***** Material for this task *****
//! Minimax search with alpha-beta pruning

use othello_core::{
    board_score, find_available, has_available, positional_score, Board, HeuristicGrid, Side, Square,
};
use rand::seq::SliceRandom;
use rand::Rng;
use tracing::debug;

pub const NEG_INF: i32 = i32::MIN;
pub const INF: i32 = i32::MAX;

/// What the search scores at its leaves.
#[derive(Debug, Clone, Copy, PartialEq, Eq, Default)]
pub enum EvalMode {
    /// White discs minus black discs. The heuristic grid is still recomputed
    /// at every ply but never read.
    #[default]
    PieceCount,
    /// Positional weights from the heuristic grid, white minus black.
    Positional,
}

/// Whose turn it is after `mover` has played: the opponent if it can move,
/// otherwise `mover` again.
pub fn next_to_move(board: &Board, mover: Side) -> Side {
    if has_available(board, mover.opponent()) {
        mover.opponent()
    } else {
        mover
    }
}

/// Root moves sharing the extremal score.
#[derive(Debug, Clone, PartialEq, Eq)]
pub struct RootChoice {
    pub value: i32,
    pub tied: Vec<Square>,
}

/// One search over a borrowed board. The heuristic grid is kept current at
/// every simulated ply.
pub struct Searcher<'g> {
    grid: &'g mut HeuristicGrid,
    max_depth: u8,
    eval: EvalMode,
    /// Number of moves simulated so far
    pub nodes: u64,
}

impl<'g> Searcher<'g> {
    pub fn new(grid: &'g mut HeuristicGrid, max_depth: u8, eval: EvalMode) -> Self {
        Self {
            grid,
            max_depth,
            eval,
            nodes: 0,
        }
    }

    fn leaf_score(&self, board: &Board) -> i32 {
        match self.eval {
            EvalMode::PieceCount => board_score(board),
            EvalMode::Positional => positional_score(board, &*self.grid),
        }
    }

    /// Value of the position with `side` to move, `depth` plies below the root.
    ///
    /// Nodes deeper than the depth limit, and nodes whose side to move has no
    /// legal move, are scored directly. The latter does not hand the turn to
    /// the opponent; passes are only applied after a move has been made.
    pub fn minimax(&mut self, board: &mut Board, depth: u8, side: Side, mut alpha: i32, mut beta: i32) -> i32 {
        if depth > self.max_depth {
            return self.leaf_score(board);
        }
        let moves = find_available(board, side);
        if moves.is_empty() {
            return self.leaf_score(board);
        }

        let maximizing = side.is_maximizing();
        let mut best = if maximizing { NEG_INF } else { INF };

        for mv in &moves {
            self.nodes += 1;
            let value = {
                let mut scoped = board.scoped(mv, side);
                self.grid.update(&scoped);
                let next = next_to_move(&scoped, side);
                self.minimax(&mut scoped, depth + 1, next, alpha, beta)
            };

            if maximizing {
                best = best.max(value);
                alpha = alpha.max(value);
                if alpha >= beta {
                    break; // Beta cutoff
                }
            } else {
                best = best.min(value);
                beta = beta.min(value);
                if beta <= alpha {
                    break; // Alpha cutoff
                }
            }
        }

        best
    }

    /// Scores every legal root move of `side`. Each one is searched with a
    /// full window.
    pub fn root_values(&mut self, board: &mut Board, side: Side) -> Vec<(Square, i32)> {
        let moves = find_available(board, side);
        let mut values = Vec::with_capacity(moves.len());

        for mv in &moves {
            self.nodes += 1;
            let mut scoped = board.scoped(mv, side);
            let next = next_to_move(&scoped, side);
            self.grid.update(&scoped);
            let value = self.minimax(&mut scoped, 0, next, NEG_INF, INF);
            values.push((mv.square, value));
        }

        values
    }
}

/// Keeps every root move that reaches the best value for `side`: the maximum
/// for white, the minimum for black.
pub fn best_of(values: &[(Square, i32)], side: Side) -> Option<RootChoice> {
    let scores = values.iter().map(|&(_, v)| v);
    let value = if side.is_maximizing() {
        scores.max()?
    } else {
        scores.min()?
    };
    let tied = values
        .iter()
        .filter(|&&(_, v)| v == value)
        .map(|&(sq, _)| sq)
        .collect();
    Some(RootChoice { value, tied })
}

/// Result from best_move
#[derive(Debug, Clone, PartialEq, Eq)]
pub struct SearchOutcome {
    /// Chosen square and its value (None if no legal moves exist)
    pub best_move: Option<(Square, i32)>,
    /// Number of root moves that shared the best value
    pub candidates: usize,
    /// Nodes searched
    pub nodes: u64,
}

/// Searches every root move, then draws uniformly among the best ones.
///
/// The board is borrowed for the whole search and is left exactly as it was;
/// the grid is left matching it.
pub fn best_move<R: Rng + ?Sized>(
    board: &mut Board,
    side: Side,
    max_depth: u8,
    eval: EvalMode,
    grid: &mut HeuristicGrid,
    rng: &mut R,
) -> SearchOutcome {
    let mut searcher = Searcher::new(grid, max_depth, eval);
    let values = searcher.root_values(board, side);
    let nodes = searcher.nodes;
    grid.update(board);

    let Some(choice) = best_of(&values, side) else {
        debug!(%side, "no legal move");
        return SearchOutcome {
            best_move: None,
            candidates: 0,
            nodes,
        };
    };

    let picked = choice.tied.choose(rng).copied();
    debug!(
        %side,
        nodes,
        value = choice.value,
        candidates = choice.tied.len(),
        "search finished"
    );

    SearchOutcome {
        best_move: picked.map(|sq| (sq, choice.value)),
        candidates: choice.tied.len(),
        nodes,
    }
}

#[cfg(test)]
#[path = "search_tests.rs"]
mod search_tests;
*****
***** Material for this task *****
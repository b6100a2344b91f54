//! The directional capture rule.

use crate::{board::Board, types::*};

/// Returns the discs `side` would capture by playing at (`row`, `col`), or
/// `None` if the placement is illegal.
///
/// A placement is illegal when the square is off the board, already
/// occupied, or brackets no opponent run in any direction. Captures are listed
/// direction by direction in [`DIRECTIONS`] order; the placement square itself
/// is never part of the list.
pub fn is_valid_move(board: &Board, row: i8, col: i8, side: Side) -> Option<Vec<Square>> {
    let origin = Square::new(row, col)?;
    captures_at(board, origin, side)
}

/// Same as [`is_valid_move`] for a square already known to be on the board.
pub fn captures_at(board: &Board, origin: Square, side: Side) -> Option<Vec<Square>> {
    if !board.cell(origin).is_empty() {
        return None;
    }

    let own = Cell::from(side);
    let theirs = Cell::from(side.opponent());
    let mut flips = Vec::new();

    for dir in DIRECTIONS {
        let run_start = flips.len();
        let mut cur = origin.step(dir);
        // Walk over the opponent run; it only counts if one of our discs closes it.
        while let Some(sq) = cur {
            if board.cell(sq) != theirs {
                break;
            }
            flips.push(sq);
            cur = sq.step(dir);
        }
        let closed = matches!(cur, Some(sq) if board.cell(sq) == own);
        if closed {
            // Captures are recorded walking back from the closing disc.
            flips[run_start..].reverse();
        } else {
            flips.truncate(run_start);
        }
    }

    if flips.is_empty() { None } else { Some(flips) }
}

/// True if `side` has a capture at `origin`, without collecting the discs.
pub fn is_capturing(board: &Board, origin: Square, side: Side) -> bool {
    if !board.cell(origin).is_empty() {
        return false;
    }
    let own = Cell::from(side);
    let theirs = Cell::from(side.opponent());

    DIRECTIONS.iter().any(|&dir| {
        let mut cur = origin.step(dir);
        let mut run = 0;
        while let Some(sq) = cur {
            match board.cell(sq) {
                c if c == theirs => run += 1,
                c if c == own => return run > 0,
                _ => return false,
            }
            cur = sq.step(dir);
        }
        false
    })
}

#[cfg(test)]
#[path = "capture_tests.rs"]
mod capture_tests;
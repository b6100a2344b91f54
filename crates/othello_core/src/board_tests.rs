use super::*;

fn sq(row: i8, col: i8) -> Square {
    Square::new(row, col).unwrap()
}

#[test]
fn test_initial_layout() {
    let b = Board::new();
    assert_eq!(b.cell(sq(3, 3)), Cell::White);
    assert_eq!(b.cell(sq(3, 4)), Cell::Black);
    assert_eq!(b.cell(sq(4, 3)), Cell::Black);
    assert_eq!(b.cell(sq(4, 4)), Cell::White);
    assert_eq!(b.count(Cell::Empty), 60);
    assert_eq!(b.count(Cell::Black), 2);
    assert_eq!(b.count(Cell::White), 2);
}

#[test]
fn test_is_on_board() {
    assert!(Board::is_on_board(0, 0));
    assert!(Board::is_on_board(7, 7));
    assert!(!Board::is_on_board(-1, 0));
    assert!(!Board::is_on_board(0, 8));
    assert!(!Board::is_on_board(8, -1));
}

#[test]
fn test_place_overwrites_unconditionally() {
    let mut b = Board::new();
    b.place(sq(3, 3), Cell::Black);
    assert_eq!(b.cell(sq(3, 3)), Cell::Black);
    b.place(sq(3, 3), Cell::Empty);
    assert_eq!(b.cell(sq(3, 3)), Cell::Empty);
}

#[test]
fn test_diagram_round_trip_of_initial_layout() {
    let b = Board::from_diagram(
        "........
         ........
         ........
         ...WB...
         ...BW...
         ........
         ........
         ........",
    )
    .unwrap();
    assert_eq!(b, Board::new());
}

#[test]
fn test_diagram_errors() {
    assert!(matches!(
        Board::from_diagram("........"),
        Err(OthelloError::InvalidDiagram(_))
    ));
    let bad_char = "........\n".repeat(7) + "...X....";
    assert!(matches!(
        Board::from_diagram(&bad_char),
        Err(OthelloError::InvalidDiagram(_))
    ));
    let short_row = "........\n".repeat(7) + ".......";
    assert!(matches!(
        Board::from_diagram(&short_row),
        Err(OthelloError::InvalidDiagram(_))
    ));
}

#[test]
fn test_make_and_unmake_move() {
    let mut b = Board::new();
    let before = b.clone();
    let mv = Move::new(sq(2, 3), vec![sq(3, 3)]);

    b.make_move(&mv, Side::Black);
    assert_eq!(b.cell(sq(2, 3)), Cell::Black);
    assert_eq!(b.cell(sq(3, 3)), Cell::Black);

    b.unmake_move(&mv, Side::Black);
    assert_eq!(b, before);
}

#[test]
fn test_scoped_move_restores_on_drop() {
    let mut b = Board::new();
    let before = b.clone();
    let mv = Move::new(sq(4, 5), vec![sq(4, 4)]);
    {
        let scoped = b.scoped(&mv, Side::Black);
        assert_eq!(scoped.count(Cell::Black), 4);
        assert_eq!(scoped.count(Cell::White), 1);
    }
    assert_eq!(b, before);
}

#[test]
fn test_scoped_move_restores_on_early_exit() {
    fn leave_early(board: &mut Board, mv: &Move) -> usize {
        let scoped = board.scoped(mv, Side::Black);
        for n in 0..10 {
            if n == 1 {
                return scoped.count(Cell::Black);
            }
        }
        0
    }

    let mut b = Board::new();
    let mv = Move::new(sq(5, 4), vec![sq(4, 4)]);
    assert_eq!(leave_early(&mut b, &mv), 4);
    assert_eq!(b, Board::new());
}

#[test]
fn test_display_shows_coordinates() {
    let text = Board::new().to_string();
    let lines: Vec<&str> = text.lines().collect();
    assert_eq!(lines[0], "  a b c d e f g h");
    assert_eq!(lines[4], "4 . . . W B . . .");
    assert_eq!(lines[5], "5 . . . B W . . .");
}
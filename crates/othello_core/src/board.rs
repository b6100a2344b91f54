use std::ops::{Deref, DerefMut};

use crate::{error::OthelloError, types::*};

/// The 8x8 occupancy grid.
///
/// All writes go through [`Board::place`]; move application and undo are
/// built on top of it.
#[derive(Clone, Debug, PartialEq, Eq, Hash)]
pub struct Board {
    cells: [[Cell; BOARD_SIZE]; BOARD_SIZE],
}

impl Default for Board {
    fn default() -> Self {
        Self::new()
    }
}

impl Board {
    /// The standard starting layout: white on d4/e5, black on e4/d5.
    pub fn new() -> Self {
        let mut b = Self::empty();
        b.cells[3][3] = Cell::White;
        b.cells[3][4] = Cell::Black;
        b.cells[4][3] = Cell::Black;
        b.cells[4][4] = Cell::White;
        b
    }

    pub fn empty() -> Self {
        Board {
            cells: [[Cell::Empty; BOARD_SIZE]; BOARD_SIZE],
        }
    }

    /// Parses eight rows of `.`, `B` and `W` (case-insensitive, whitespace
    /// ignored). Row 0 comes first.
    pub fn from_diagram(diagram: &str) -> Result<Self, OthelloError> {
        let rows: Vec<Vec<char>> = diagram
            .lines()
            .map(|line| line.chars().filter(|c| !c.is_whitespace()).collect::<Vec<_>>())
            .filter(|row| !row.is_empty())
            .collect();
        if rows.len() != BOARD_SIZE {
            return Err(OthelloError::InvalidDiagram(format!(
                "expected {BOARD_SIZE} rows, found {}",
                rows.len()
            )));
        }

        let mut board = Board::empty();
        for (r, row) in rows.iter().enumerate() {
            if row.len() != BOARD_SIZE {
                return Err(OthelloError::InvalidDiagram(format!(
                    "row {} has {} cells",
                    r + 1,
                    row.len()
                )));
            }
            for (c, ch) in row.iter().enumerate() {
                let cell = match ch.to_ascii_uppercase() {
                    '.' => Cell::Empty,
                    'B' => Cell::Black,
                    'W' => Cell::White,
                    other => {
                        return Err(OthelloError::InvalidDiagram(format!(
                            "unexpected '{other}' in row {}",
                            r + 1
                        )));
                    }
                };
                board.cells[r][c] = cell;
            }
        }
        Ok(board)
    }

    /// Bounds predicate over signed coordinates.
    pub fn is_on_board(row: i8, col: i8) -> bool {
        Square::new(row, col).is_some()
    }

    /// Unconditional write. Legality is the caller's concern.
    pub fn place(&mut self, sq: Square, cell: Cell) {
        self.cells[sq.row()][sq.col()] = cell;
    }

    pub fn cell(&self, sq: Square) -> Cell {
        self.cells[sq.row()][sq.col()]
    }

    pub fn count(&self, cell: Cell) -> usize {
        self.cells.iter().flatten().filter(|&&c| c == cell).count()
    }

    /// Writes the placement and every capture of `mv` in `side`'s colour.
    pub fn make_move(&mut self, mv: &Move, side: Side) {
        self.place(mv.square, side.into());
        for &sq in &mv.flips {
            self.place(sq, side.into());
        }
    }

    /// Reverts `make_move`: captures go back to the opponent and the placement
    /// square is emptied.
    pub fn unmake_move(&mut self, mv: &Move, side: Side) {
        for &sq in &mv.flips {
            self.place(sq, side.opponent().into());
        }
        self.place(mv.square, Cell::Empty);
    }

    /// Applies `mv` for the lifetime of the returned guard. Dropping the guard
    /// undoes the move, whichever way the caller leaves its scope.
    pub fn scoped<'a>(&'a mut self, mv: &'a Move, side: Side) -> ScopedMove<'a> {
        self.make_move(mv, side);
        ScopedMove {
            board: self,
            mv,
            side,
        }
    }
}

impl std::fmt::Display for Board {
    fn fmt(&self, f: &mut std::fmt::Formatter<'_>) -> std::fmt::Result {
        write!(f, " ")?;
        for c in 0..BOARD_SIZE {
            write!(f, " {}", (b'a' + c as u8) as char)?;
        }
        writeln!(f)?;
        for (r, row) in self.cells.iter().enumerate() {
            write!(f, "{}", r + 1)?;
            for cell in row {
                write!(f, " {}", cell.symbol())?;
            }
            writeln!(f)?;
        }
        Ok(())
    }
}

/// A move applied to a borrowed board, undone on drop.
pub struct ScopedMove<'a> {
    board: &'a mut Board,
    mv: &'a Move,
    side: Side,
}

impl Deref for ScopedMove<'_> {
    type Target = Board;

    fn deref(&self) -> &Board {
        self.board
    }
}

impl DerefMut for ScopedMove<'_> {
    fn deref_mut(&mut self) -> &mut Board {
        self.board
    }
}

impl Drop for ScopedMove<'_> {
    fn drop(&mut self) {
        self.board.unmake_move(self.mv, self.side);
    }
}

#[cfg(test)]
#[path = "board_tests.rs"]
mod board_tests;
*****
***** Material for this task *****
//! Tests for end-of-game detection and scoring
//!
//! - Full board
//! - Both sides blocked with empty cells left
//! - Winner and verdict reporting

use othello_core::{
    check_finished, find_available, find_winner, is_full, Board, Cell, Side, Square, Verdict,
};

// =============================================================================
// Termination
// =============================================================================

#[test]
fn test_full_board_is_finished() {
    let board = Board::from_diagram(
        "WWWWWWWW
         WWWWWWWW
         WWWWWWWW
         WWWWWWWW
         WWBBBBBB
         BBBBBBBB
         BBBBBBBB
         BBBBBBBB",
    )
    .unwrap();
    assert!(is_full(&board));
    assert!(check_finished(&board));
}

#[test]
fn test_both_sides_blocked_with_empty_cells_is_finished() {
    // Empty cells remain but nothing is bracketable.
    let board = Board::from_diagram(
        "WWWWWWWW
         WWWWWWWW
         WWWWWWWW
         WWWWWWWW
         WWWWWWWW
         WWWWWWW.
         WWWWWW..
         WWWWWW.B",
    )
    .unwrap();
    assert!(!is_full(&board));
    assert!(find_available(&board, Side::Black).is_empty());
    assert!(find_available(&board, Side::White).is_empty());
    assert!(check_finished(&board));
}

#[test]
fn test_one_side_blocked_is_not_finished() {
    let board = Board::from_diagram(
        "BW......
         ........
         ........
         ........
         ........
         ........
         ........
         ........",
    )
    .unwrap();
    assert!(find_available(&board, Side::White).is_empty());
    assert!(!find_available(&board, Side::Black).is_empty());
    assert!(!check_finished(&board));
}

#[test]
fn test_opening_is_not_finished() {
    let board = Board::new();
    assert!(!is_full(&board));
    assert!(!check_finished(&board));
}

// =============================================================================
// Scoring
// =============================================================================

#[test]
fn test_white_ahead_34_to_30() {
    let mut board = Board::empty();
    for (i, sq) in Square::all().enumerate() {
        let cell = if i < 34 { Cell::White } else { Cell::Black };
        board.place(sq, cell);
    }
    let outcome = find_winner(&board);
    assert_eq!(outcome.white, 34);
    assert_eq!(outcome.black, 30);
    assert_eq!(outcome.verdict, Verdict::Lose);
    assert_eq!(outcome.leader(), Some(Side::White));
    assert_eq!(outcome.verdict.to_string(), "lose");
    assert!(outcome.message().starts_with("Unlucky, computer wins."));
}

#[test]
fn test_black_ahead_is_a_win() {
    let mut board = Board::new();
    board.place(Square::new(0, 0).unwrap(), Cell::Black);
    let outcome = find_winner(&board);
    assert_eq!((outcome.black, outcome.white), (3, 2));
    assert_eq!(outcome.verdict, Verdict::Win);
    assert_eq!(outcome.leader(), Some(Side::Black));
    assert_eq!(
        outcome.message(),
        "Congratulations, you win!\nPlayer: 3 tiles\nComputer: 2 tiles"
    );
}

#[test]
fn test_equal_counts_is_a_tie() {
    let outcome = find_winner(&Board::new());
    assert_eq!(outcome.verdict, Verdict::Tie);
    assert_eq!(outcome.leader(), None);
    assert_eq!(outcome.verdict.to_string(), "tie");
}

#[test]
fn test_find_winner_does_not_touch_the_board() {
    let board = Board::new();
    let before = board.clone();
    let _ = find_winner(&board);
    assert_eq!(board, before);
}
*****
● **Assigned task**: If a line in the listing has "path" in it, report that line.

● **Output of the exercise**:
#[path = "search_tests.rs"]
#[path = "capture_tests.rs"]
#[path = "board_tests.rs"]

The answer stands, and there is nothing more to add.